Un journal de bord

Je veux partager ce que ma pensée tente d’attraper des phénomènes qui ont lieu dans un corps affecté depuis 4 jours, non pas par un signifiant qui est généralement considéré par la psychanalyse comme le signe du trauma/trace de la jouissance sur le corps, mais par un micro-organisme appelé coronavirus. Voilà ce que mon ami professeur d’infectiologie m’a écrit par SMS. « Salut, résultat positif à l’instant. Reste chez toi pour 10 jours au moins et tes proches aussi. Evite les contacts rapprochés avec eux. Appelle-moi si cela ne va pas. Mais pas d’inquiétudes particulières dans ta situation personnelle selon moi ».

Voilà. C’est un moment de bascule hors sens (même si le virus a un nom) dans lequel c’est le corps qui est pris à parti et la pensée (comme l’intendance pour Napoléon) n’a qu’à suivre. Il me faut tout réorganiser, mes consultations, mes échanges, etc.
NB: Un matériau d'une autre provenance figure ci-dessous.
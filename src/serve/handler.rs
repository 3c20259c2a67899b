use super::assets::{self, Asset};
use std::io;
use std::path::{Path, PathBuf};

const INDEX_FILES: [&str; 2] = ["index.html", "index.htm"];

#[derive(Debug, Clone, PartialEq, Eq)]
pub enum Resolved {
    File(PathBuf),
    Listing(PathBuf),
    Redirect(String),
    Embedded(&'static Asset),
    NotFound,
    Forbidden,
}

/// Map a request target onto a path below `root`.
///
/// With `viewer`, the bundled viewer fills in for `/` and `/viewer.js`
/// when the directory has nothing of its own at those paths.
pub fn resolve(root: &Path, url: &str, viewer: bool) -> Resolved {
    let (path_part, query) = match url.find(['?', '#']) {
        Some(i) => (&url[..i], &url[i..]),
        None => (url, ""),
    };
    let Some(decoded) = percent_decode(path_part) else {
        return Resolved::NotFound;
    };

    let mut fs_path = root.to_path_buf();
    for segment in decoded.split('/') {
        match segment {
            "" | "." => continue,
            ".." => return Resolved::Forbidden,
            s if s.contains(['\\', '\0']) => return Resolved::Forbidden,
            s => fs_path.push(s),
        }
    }

    if fs_path.is_dir() {
        if !path_part.ends_with('/') {
            let query = if query.starts_with('?') { query } else { "" };
            return Resolved::Redirect(format!("{path_part}/{query}"));
        }
        for index in INDEX_FILES {
            let candidate = fs_path.join(index);
            if candidate.is_file() {
                return Resolved::File(candidate);
            }
        }
        if let Some(asset) = embedded(path_part, viewer) {
            return Resolved::Embedded(asset);
        }
        return Resolved::Listing(fs_path);
    }

    if fs_path.is_file() {
        return Resolved::File(fs_path);
    }
    match embedded(path_part, viewer) {
        Some(asset) => Resolved::Embedded(asset),
        None => Resolved::NotFound,
    }
}

fn embedded(path: &str, viewer: bool) -> Option<&'static Asset> {
    if viewer {
        assets::lookup(path)
    } else {
        None
    }
}

pub fn content_type(path: &Path) -> &'static str {
    let ext = path
        .extension()
        .and_then(|e| e.to_str())
        .map(|e| e.to_ascii_lowercase())
        .unwrap_or_default();

    match ext.as_str() {
        "html" | "htm" => "text/html; charset=utf-8",
        "css" => "text/css; charset=utf-8",
        "js" | "mjs" => "text/javascript; charset=utf-8",
        "json" | "map" => "application/json",
        "txt" | "md" | "rs" | "py" | "toml" | "csv" => "text/plain; charset=utf-8",
        "xml" => "application/xml",
        "png" => "image/png",
        "jpg" | "jpeg" => "image/jpeg",
        "gif" => "image/gif",
        "svg" => "image/svg+xml",
        "ico" => "image/x-icon",
        "webp" => "image/webp",
        "wasm" => "application/wasm",
        "pdf" => "application/pdf",
        "woff" => "font/woff",
        "woff2" => "font/woff2",
        _ => "application/octet-stream",
    }
}

pub fn render_listing(dir: &Path, url_path: &str) -> io::Result<String> {
    let mut entries: Vec<(String, bool)> = std::fs::read_dir(dir)?
        .filter_map(|e| e.ok())
        .map(|e| {
            let is_dir = e.file_type().map(|t| t.is_dir()).unwrap_or(false);
            (e.file_name().to_string_lossy().into_owned(), is_dir)
        })
        .collect();
    entries.sort_by_key(|(name, _)| name.to_lowercase());

    let title = format!("Directory listing for {}", html_escape(url_path));
    let mut html = String::new();
    html.push_str("<!DOCTYPE HTML>\n<html lang=\"en\">\n<head>\n<meta charset=\"utf-8\">\n");
    html.push_str(&format!("<title>{title}</title>\n</head>\n<body>\n<h1>{title}</h1>\n<hr>\n<ul>\n"));
    for (name, is_dir) in entries {
        let display = if is_dir { format!("{name}/") } else { name };
        html.push_str(&format!(
            "<li><a href=\"{}\">{}</a></li>\n",
            percent_encode(&display),
            html_escape(&display)
        ));
    }
    html.push_str("</ul>\n<hr>\n</body>\n</html>\n");
    Ok(html)
}

pub fn html_escape(s: &str) -> String {
    let mut out = String::with_capacity(s.len());
    for c in s.chars() {
        match c {
            '&' => out.push_str("&amp;"),
            '<' => out.push_str("&lt;"),
            '>' => out.push_str("&gt;"),
            '"' => out.push_str("&quot;"),
            '\'' => out.push_str("&#x27;"),
            _ => out.push(c),
        }
    }
    out
}

/// `None` on malformed escapes or non UTF-8 results.
pub fn percent_decode(s: &str) -> Option<String> {
    let bytes = s.as_bytes();
    let mut out = Vec::with_capacity(bytes.len());
    let mut i = 0;
    while i < bytes.len() {
        if bytes[i] == b'%' {
            let hex = bytes.get(i + 1..i + 3)?;
            let hex = std::str::from_utf8(hex).ok()?;
            out.push(u8::from_str_radix(hex, 16).ok()?);
            i += 3;
        } else {
            out.push(bytes[i]);
            i += 1;
        }
    }
    String::from_utf8(out).ok()
}

pub fn percent_encode(s: &str) -> String {
    let mut out = String::with_capacity(s.len());
    for b in s.bytes() {
        if b.is_ascii_alphanumeric() || matches!(b, b'-' | b'_' | b'.' | b'~' | b'/') {
            out.push(b as char);
        } else {
            out.push_str(&format!("%{b:02X}"));
        }
    }
    out
}
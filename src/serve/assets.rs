//! Contributions viewer bundled into the binary.
//!
//! Served only when the directory on disk does not provide the path itself.

#[derive(Debug, PartialEq, Eq)]
pub struct Asset {
    pub path: &'static str,
    pub content_type: &'static str,
    pub body: &'static str,
}

pub static VIEWER_INDEX: Asset = Asset {
    path: "/",
    content_type: "text/html; charset=utf-8",
    body: include_str!("../../assets/index.html"),
};

pub static VIEWER_SCRIPT: Asset = Asset {
    path: "/viewer.js",
    content_type: "text/javascript; charset=utf-8",
    body: include_str!("../../assets/viewer.js"),
};

static ASSETS: [&Asset; 2] = [&VIEWER_INDEX, &VIEWER_SCRIPT];

pub fn lookup(url_path: &str) -> Option<&'static Asset> {
    ASSETS.iter().copied().find(|a| a.path == url_path)
}
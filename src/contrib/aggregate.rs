use crate::model::{AuthorReport, CommitRecord, LineTotals, NO_EXTENSION};
use std::collections::BTreeMap;
use std::path::Path;

/// Extension of the file name, ignoring dots in directory names.
pub fn file_extension(path: &str) -> String {
    Path::new(path)
        .extension()
        .and_then(|s| s.to_str())
        .filter(|s| !s.is_empty())
        .unwrap_or(NO_EXTENSION)
        .to_string()
}

pub fn aggregate_contributions(commits: &[CommitRecord]) -> BTreeMap<String, LineTotals> {
    let mut totals: BTreeMap<String, LineTotals> = BTreeMap::new();
    for commit in commits {
        for file in &commit.files {
            totals.entry(file_extension(&file.file)).or_default().add(file);
        }
    }
    totals
}

pub fn build_report(author: &str, commits: Vec<CommitRecord>) -> AuthorReport {
    AuthorReport {
        author: author.to_string(),
        contributions: aggregate_contributions(&commits),
        commits,
    }
}
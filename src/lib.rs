pub mod cli;
pub mod contrib;
pub mod error;
pub mod git;
pub mod model;
pub mod serve;
pub mod util;
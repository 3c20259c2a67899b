use serde::{Deserialize, Serialize};
use std::collections::BTreeMap;

/// Key used for files whose name carries no extension.
pub const NO_EXTENSION: &str = "(none)";

#[derive(Debug, Clone, PartialEq, Eq, Serialize, Deserialize)]
pub struct FileContribution {
    pub file: String,
    pub added: u64,
    pub removed: u64,
}

#[derive(Debug, Clone, PartialEq, Eq, Serialize, Deserialize)]
pub struct CommitRecord {
    pub hash: String,
    pub date: String,
    pub message: String,
    pub files: Vec<FileContribution>,
}

#[derive(Debug, Clone, Copy, Default, PartialEq, Eq, Serialize, Deserialize)]
pub struct LineTotals {
    pub added: u64,
    pub removed: u64,
}

impl LineTotals {
    pub fn add(&mut self, file: &FileContribution) {
        self.added += file.added;
        self.removed += file.removed;
    }

    pub fn total(&self) -> u64 {
        self.added + self.removed
    }
}

/// One element of `contributions.json`.
#[derive(Debug, Clone, PartialEq, Eq, Serialize, Deserialize)]
pub struct AuthorReport {
    pub author: String,
    pub contributions: BTreeMap<String, LineTotals>,
    pub commits: Vec<CommitRecord>,
}

impl AuthorReport {
    pub fn totals(&self) -> LineTotals {
        self.contributions
            .values()
            .fold(LineTotals::default(), |acc, t| LineTotals {
                added: acc.added + t.added,
                removed: acc.removed + t.removed,
            })
    }

    /// Extension with the most lines changed, ties broken by name.
    pub fn top_extension(&self) -> Option<&str> {
        self.contributions
            .iter()
            .max_by(|a, b| a.1.total().cmp(&b.1.total()).then_with(|| b.0.cmp(a.0)))
            .map(|(ext, _)| ext.as_str())
    }
}

#[derive(Debug, Clone, Default, PartialEq, Eq)]
pub struct LogFilter {
    pub since: Option<String>,
    pub until: Option<String>,
}

impl LogFilter {
    pub fn new() -> Self {
        Self::default()
    }

    pub fn with_since(mut self, since: String) -> Self {
        self.since = Some(since);
        self
    }

    pub fn with_until(mut self, until: String) -> Self {
        self.until = Some(until);
        self
    }

    pub fn git_args(&self) -> Vec<String> {
        let mut args = Vec::new();
        if let Some(since) = &self.since {
            args.push(format!("--since={since}"));
        }
        if let Some(until) = &self.until {
            args.push(format!("--until={until}"));
        }
        args
    }
}
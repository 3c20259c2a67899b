use thiserror::Error;

pub type Result<T> = std::result::Result<T, ContribError>;

#[derive(Error, Debug)]
pub enum ContribError {
    #[error("IO error: {0}")]
    Io(#[from] std::io::Error),
    #[error("Serialization error: {0}")]
    Serde(#[from] serde_json::Error),
    #[error("Failed to run git: {0}")]
    GitUnavailable(std::io::Error),
    #[error("git {args} failed: {stderr}")]
    GitCommand { args: String, stderr: String },
    #[error("Not a git repository: {0}")]
    NotARepository(String),
    #[error("Invalid date: {0}")]
    InvalidDate(String),
    #[error("No available ports on {host} in {start}..{end}")]
    NoAvailablePort { host: String, start: u16, end: u32 },
    #[error("HTTP server error: {0}")]
    Http(String),
}

impl ContribError {
    pub fn git_command(args: &[&str], stderr: &[u8]) -> Self {
        ContribError::GitCommand {
            args: args.join(" "),
            stderr: String::from_utf8_lossy(stderr).trim().to_string(),
        }
    }
}
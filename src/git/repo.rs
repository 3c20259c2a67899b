use crate::error::{ContribError, Result};
use crate::model::LogFilter;
use std::collections::BTreeSet;
use std::path::{Path, PathBuf};
use std::process::{Command, Output};

/// Separates commits in `git log` output.
pub const RECORD_SEP: char = '\x1e';
/// Separates header fields of a single commit.
pub const FIELD_SEP: char = '\x1f';

const COMMIT_FORMAT: &str = "--pretty=format:%x1e%H%x1f%an%x1f%ad%x1f%s";

pub struct GitRepo {
    path: PathBuf,
}

impl GitRepo {
    /// Open a repository at `path`, or current dir if `None`
    pub fn open<P: AsRef<Path>>(path: Option<P>) -> Result<Self> {
        let path = match path {
            Some(p) => p.as_ref().to_path_buf(),
            None => std::env::current_dir()?,
        };

        let repo = Self { path };
        let output = repo.run(&["rev-parse", "--show-toplevel"])?;
        if !output.status.success() {
            return Err(ContribError::NotARepository(
                repo.path.to_string_lossy().to_string(),
            ));
        }
        Ok(repo)
    }

    pub fn path(&self) -> &Path {
        &self.path
    }

    pub fn has_commits(&self) -> Result<bool> {
        let output = self.run(&["rev-parse", "--verify", "-q", "HEAD"])?;
        Ok(output.status.success())
    }

    /// Every distinct author name in history, sorted.
    ///
    /// Fails on an unborn branch; check [`GitRepo::has_commits`] first.
    pub fn list_authors(&self, filter: &LogFilter) -> Result<Vec<String>> {
        let mut args = vec![
            "log".to_string(),
            "--no-mailmap".to_string(),
            "--format=%an".to_string(),
        ];
        args.extend(filter.git_args());
        let stdout = self.run_checked(&args)?;

        let authors: BTreeSet<String> = stdout
            .lines()
            .map(str::trim)
            .filter(|l| !l.is_empty())
            .map(str::to_string)
            .collect();
        Ok(authors.into_iter().collect())
    }

    /// Raw `git log --numstat` output for commits whose author matches `author`.
    ///
    /// `--author` is a substring match on `Name <email>`; callers must still
    /// compare the `%an` field of each record. Mailmap is disabled so the
    /// match runs against the same raw names `list_authors` reports.
    /// `-M` keeps rename detection on regardless of `diff.renames`.
    pub fn author_log(&self, author: &str, filter: &LogFilter) -> Result<String> {
        let mut args = vec![
            "log".to_string(),
            "--no-mailmap".to_string(),
            format!("--author={author}"),
            "--fixed-strings".to_string(),
            COMMIT_FORMAT.to_string(),
            "--date=short".to_string(),
            "--numstat".to_string(),
            "-M".to_string(),
        ];
        args.extend(filter.git_args());
        self.run_checked(&args)
    }

    fn run_checked<S: AsRef<str>>(&self, args: &[S]) -> Result<String> {
        let args: Vec<&str> = args.iter().map(|a| a.as_ref()).collect();
        let output = self.run(&args)?;
        if !output.status.success() {
            return Err(ContribError::git_command(&args, &output.stderr));
        }
        Ok(String::from_utf8_lossy(&output.stdout).into_owned())
    }

    fn run(&self, args: &[&str]) -> Result<Output> {
        Command::new("git")
            .arg("-C")
            .arg(&self.path)
            .arg("--no-pager")
            .args(["-c", "core.quotepath=off"])
            .args(args)
            .output()
            .map_err(ContribError::GitUnavailable)
    }
}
Tout d’abord, c’est l’expérience d’un corps qui traverse, de manière évidement inattendue/contingente, une série de phénomènes sur lesquels ni ma pensée ni ma volonté n’ont aucune prise. S’il fallait une preuve pour démontrer que la pensée et le corps sont bien deux consistances hétérogènes, disjointes, dysharmoniques, la voilà. La première nuit de l’infection a d’ailleurs été l’occasion de la production d’un rêve : j’étais pris dans le scénario exposé par Lacan dans le temps logique et l’assertion de certitude anticipée. Quel que soient les scénarii et les mises en scènes du rêve, j’arrivais sans cesse à la certitude anticipée d’un acte d’extraction !

Du corps en question. Du réel en question. Avec de la température, de l’anosmie, une absence de goût, d’intenses douleurs musculo-squelettiques, heureusement pas de toux ni de difficultés respiratoires, mais la sensation d’un corps aplati, écrasé par une force invisible sans que le psychique ait un quelconque effet sur cet état. C’est bien un état dans lequel le corps est aux commandes !

Cela me laisse avec les mots de Lacan terriblement forts mais soulageants dans leur contenu, lors de sa conférence de Louvain en 1972. Notamment lorsqu’il évoque la question de la mort. Il rappelle que c’est une croyance qui nous soutient. « Ça vous soutient, si vous n’y croyiez pas, est-ce que vous pourriez supporter la vie que vous avez ? Si on n’était pas solidement appuyé sur cette certitude que ça finira. Est-ce que vous pourriez supporter cette histoire ? ».

Evidemment, il ne s’agit pas, pour moi, de mourir maintenant.